START DATA EXTRACT

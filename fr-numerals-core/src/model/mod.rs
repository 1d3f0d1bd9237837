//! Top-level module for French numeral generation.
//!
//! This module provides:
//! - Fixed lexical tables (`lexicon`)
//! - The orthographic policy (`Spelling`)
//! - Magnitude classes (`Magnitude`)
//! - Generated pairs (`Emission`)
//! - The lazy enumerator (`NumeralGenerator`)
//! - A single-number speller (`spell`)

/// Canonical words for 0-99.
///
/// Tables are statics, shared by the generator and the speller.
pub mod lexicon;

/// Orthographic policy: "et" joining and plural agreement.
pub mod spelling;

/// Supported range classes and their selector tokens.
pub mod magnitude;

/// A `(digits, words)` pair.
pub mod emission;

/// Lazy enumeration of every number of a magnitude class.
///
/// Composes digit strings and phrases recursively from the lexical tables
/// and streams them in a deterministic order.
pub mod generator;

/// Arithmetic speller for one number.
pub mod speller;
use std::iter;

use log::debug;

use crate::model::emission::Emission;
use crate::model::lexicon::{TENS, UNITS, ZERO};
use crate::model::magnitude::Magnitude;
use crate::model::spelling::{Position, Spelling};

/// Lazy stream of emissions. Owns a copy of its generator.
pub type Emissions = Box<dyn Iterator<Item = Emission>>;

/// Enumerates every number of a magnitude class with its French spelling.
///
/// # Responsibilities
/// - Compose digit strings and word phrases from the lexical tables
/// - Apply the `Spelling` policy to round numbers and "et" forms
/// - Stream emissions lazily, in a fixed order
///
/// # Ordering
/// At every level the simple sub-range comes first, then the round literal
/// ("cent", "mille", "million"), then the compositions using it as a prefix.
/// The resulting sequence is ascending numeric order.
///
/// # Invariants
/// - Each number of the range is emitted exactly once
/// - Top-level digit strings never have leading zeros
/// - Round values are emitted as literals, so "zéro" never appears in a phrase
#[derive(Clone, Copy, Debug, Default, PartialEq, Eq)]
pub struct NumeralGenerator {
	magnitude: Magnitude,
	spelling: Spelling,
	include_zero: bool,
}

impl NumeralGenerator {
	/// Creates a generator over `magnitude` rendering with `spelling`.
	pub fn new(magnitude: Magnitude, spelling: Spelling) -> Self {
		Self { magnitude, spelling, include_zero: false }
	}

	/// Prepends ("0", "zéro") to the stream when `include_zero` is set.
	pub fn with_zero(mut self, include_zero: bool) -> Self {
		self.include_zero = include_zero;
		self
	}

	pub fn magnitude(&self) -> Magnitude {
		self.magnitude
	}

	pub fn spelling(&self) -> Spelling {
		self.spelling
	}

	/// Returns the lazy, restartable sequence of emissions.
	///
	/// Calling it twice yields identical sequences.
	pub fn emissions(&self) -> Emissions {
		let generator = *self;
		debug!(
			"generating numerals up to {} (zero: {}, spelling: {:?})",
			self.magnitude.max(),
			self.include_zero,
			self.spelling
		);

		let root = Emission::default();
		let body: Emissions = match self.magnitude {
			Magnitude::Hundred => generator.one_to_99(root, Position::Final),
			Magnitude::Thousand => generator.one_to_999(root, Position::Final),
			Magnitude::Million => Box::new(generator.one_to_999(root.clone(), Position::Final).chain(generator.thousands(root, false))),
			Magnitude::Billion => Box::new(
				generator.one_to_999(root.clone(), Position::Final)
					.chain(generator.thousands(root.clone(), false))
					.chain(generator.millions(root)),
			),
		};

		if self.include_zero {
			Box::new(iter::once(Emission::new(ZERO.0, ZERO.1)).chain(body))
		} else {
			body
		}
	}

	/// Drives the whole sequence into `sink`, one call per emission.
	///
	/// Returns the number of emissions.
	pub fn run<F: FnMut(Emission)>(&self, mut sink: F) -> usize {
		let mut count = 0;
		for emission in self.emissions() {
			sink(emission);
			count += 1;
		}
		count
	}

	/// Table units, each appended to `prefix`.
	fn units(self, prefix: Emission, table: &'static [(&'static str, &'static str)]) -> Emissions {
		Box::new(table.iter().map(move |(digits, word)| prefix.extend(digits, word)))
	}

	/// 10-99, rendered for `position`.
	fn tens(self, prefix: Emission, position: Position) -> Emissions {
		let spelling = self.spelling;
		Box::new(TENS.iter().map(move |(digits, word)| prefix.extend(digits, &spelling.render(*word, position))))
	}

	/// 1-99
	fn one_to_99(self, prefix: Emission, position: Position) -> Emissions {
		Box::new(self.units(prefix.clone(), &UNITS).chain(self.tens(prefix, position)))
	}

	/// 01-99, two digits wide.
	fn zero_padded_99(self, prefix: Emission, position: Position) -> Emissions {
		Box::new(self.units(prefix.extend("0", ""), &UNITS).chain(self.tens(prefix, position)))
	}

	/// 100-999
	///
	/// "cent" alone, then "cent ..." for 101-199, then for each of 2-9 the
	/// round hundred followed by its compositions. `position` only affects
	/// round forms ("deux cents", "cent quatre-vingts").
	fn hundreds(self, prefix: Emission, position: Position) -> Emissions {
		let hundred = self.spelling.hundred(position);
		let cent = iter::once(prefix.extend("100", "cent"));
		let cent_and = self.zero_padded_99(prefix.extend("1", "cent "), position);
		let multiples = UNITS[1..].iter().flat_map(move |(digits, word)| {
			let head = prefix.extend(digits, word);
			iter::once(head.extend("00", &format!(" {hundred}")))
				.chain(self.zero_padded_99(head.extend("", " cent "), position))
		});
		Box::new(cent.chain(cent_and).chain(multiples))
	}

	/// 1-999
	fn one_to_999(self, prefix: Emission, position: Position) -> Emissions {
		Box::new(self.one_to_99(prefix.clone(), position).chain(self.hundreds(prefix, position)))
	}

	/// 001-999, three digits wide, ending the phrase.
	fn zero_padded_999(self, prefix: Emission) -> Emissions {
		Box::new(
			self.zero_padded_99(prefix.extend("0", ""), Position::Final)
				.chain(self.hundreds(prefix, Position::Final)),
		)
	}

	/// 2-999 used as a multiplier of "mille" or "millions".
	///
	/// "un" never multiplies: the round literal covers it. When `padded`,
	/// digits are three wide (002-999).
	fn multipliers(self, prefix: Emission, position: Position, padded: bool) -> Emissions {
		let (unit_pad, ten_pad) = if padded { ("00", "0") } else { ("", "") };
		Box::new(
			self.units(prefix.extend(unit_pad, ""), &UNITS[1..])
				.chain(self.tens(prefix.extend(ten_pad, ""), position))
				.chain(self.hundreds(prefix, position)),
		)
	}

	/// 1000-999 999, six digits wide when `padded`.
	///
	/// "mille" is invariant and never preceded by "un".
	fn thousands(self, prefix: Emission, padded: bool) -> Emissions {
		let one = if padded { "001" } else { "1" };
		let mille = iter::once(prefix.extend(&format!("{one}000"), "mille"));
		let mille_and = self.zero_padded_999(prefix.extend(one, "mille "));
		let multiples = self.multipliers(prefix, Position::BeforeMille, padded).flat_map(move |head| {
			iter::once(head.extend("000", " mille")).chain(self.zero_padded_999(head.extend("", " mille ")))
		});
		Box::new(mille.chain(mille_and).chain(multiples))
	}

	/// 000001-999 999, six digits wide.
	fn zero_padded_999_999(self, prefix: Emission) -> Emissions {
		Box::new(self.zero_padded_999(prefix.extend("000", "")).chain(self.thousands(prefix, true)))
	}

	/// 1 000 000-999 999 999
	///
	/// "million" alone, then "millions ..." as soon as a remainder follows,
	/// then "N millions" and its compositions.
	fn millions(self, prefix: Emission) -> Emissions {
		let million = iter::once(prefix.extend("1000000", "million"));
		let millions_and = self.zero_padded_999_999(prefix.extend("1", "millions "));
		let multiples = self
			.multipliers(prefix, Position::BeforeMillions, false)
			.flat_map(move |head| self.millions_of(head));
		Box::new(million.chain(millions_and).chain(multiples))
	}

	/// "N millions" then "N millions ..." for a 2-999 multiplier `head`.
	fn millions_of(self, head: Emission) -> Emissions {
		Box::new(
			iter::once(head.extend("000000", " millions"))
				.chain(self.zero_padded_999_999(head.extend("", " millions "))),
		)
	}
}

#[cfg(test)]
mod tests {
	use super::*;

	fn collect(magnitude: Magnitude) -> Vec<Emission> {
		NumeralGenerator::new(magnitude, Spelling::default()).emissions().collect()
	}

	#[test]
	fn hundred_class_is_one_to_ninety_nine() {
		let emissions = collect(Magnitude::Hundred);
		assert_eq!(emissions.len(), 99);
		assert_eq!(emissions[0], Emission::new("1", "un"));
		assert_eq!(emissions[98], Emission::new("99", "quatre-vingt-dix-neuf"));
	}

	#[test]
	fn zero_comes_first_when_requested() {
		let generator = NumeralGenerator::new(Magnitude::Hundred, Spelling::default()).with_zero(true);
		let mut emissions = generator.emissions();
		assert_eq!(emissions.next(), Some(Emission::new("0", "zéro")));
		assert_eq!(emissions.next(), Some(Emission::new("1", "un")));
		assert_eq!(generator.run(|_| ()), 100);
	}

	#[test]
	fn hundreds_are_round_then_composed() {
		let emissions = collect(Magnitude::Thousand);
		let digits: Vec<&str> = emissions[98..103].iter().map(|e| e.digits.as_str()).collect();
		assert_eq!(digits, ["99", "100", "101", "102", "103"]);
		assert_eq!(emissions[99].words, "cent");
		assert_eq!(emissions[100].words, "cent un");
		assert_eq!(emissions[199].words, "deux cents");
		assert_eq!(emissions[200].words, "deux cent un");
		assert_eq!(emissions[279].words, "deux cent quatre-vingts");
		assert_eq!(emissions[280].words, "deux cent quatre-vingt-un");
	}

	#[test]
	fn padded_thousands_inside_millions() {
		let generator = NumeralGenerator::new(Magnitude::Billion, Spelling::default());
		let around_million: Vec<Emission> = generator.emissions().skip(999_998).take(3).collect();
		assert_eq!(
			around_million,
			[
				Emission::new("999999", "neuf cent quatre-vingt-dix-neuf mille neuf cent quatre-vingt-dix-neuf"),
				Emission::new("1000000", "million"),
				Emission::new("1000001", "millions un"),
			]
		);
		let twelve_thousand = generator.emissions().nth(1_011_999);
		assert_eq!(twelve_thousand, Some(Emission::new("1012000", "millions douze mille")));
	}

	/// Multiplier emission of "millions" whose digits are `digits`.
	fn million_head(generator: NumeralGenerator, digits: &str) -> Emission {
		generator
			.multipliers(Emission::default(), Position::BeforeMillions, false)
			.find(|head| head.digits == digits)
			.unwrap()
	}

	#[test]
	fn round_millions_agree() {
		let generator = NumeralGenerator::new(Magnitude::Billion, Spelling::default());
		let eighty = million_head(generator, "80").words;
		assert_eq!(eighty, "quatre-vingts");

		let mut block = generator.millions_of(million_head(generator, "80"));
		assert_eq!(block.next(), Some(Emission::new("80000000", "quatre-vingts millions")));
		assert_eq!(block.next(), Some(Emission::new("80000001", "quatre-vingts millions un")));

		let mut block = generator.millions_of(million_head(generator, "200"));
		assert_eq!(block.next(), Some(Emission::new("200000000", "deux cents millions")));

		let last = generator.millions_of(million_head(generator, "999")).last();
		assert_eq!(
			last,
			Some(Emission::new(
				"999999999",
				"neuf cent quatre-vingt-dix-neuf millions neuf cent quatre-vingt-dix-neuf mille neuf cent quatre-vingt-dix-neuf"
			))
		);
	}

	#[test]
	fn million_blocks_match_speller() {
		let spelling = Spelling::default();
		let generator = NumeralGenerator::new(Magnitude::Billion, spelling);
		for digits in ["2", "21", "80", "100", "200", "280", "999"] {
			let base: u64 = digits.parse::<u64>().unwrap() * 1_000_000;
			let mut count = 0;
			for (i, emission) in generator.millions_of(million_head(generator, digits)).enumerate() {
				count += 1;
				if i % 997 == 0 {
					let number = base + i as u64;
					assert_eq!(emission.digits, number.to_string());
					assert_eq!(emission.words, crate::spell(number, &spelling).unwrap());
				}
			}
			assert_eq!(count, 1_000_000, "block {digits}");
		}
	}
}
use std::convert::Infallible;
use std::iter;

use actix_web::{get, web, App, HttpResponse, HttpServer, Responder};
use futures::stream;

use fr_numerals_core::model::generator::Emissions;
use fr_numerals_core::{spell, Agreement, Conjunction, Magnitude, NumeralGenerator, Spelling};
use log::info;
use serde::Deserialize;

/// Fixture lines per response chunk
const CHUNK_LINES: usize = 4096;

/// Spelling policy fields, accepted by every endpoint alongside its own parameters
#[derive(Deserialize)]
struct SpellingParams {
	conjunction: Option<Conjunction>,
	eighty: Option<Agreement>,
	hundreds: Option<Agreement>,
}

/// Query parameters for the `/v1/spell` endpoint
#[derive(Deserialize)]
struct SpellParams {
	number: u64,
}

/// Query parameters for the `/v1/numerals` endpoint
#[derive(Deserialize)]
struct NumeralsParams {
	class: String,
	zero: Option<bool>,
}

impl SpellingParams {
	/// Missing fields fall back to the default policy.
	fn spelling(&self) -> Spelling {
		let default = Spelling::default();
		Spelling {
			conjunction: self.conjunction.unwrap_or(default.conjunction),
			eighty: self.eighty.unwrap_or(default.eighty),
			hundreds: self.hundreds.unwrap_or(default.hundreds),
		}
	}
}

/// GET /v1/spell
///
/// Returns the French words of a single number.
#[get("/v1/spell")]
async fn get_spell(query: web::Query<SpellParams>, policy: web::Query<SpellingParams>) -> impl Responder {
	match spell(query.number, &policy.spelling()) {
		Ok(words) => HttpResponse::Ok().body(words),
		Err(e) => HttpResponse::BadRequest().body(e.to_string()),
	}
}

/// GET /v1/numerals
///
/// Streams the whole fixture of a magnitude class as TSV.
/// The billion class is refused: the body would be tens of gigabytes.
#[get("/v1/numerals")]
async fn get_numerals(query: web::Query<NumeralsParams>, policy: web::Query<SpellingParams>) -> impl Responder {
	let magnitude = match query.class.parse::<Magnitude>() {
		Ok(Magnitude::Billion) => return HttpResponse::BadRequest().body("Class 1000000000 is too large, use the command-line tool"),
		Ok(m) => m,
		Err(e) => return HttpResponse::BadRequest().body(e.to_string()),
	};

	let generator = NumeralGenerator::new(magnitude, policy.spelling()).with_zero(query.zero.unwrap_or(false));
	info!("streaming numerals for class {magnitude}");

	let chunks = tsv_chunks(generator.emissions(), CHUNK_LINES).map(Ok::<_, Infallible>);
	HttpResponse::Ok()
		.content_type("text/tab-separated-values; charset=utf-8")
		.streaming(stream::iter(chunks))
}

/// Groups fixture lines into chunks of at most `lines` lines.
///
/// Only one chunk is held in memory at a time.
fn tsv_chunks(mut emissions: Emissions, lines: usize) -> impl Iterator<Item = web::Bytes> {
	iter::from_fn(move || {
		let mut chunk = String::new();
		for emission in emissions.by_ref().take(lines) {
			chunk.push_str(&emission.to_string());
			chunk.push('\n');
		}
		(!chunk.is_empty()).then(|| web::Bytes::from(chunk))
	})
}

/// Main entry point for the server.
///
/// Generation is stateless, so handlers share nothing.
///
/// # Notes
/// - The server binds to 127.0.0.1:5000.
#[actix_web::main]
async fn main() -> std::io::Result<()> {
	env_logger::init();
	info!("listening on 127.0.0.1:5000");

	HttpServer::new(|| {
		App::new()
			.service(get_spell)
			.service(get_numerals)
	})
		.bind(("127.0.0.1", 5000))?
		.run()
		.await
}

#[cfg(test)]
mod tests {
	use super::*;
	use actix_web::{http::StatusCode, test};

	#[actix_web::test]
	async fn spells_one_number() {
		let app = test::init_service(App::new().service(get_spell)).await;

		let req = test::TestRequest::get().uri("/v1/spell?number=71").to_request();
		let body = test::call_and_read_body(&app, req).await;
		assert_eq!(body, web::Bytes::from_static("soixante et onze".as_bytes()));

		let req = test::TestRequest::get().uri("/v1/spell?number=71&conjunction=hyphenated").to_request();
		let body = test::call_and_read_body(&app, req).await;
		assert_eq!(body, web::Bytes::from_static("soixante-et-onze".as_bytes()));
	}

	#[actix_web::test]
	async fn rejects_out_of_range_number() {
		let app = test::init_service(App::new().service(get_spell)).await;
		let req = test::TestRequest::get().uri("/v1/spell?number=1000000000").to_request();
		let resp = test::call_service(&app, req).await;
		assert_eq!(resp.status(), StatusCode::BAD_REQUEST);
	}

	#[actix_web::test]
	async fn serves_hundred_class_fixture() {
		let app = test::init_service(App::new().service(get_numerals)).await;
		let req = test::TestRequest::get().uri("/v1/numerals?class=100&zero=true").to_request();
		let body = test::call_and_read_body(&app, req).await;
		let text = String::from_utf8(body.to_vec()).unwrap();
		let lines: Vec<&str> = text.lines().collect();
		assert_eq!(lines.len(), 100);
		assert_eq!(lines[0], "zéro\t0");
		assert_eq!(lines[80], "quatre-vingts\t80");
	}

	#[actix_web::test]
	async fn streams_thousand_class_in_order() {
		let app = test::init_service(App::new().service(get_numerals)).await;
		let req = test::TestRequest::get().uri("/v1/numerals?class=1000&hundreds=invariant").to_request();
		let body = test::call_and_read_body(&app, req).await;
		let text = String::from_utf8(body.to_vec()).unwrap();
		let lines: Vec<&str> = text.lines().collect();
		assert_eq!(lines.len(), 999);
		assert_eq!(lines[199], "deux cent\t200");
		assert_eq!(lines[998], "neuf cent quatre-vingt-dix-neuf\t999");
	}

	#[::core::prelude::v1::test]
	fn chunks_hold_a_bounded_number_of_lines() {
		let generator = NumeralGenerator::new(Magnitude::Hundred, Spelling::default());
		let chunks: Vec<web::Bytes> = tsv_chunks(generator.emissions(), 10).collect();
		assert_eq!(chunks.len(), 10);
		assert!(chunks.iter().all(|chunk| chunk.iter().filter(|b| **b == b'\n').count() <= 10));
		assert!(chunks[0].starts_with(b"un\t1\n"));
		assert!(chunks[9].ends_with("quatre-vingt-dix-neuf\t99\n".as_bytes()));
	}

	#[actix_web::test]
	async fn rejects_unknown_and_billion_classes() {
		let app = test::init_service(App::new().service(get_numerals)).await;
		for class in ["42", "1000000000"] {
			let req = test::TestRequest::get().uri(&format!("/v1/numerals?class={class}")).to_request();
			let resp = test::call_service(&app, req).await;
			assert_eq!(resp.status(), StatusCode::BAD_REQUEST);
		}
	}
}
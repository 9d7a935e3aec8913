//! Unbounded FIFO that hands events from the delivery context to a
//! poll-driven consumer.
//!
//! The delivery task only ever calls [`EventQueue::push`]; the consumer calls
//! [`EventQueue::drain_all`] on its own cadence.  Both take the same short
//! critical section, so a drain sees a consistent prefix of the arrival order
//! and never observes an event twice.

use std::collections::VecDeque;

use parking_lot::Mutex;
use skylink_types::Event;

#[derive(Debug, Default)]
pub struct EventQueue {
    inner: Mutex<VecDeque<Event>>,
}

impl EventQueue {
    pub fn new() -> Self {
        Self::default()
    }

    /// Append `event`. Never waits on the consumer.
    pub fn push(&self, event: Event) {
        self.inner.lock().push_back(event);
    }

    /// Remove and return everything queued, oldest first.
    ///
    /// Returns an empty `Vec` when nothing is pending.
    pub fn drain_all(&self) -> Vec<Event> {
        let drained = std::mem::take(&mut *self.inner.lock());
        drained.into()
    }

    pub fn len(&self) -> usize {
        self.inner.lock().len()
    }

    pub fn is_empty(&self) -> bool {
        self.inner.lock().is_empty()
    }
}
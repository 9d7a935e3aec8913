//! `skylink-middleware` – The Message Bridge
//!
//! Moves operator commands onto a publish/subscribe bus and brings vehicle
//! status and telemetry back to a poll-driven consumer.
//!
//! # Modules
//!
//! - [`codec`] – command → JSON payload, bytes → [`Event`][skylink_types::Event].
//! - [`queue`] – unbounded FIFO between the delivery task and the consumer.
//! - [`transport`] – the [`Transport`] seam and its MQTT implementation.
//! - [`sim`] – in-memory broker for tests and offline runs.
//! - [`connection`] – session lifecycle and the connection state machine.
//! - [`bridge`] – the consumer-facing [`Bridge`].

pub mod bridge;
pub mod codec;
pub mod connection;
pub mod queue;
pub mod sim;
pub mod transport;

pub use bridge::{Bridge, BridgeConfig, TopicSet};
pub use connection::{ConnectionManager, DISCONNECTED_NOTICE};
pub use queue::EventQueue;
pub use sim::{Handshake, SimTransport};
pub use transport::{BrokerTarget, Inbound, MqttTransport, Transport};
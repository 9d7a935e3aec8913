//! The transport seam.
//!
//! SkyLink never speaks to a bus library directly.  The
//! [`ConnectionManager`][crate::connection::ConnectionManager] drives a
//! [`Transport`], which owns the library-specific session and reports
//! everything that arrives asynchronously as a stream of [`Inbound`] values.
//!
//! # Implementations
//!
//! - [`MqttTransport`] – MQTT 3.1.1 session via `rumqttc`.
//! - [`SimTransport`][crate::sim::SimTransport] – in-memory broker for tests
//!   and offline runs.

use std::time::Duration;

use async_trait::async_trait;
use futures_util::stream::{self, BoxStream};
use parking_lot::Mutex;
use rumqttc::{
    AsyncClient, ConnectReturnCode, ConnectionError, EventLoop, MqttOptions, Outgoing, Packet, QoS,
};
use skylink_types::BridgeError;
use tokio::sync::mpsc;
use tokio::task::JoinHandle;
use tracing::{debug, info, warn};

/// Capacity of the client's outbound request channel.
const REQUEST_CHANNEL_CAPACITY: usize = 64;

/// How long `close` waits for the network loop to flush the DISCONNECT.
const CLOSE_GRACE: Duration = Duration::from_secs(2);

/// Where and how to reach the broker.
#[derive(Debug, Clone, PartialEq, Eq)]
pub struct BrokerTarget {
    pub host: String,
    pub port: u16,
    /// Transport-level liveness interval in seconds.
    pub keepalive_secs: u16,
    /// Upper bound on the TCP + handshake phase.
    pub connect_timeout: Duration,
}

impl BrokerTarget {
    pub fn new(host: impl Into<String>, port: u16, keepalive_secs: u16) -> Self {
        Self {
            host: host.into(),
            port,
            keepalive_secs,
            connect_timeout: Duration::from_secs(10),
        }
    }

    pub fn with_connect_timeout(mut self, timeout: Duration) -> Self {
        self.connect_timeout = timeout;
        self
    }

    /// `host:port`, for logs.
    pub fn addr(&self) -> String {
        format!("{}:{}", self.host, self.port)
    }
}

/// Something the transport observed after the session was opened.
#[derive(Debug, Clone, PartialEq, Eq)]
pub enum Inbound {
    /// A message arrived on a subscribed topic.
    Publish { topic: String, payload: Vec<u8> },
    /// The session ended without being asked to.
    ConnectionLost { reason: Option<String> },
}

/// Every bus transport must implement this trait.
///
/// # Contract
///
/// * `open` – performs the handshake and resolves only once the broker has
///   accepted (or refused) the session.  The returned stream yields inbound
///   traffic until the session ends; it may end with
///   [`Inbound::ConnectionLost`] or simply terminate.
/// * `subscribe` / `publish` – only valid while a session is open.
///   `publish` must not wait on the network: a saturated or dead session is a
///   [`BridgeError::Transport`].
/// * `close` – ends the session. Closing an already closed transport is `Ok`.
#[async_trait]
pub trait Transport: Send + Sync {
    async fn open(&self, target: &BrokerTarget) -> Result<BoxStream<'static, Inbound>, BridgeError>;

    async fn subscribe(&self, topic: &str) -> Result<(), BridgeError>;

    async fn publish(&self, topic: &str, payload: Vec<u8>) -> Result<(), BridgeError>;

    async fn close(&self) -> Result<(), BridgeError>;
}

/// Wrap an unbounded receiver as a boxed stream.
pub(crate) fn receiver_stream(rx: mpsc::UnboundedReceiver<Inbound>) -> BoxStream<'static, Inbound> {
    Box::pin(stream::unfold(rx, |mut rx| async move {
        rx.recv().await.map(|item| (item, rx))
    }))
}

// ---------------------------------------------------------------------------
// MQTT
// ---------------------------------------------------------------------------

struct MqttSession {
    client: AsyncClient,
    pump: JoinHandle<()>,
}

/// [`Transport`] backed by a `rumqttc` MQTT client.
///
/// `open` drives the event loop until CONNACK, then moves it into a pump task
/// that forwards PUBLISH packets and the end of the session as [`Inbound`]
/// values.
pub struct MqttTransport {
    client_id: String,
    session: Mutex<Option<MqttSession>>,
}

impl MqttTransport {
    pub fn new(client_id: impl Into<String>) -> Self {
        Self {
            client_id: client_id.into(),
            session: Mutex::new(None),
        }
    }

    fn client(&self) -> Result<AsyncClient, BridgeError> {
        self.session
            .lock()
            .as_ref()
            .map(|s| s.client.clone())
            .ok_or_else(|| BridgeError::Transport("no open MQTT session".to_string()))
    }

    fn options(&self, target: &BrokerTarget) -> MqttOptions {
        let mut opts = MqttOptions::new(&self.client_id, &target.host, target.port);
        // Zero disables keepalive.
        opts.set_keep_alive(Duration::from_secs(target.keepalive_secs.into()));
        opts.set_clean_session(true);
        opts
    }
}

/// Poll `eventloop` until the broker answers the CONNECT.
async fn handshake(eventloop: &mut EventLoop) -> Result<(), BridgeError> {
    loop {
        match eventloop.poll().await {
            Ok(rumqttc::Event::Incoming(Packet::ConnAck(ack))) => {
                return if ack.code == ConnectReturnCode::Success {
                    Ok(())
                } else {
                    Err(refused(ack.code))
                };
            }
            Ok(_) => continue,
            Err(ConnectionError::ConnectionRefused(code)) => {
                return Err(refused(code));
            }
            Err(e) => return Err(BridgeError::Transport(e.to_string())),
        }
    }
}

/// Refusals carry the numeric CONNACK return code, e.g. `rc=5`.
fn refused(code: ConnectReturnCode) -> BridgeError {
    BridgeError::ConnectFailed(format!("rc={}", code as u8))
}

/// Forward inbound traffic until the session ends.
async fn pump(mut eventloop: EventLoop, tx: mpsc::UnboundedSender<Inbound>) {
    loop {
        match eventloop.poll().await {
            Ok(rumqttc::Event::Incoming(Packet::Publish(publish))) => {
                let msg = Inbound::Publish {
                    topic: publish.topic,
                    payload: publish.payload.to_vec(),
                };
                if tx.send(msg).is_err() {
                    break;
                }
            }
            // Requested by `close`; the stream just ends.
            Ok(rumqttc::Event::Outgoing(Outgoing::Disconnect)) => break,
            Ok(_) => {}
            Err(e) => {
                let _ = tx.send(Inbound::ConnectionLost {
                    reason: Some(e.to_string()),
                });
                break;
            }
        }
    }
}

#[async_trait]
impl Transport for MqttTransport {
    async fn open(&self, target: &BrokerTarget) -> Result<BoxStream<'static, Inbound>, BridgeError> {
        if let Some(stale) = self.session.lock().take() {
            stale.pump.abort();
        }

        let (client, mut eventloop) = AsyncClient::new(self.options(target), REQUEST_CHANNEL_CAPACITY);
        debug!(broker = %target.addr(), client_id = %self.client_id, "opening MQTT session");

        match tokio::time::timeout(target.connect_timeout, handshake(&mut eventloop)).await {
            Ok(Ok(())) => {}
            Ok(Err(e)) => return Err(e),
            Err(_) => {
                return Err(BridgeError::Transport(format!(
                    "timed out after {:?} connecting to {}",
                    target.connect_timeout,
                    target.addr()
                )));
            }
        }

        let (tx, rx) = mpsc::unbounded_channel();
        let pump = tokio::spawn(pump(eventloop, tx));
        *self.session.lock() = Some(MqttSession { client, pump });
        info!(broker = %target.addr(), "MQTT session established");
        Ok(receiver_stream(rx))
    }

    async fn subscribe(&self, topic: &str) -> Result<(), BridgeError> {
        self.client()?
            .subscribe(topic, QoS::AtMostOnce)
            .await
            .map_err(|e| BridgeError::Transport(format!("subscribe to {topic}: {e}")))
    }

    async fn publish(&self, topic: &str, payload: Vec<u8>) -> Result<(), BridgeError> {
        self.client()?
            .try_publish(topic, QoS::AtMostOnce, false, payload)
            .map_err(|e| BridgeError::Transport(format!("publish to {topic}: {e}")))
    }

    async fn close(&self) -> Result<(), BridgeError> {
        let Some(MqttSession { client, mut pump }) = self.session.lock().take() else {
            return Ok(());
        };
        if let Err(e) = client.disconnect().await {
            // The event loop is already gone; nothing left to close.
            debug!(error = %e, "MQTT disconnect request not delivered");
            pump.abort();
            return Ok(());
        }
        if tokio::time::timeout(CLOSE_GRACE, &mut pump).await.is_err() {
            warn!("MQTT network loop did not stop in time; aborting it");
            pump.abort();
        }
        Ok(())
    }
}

END DATA EXTRACT

PROBLEM REQUIREMENTS: Take every line from the data that includes the word "single".

EXERCISE RESULT:
//! - A single-number speller (`spell`)
/// Returns the French words of a single number.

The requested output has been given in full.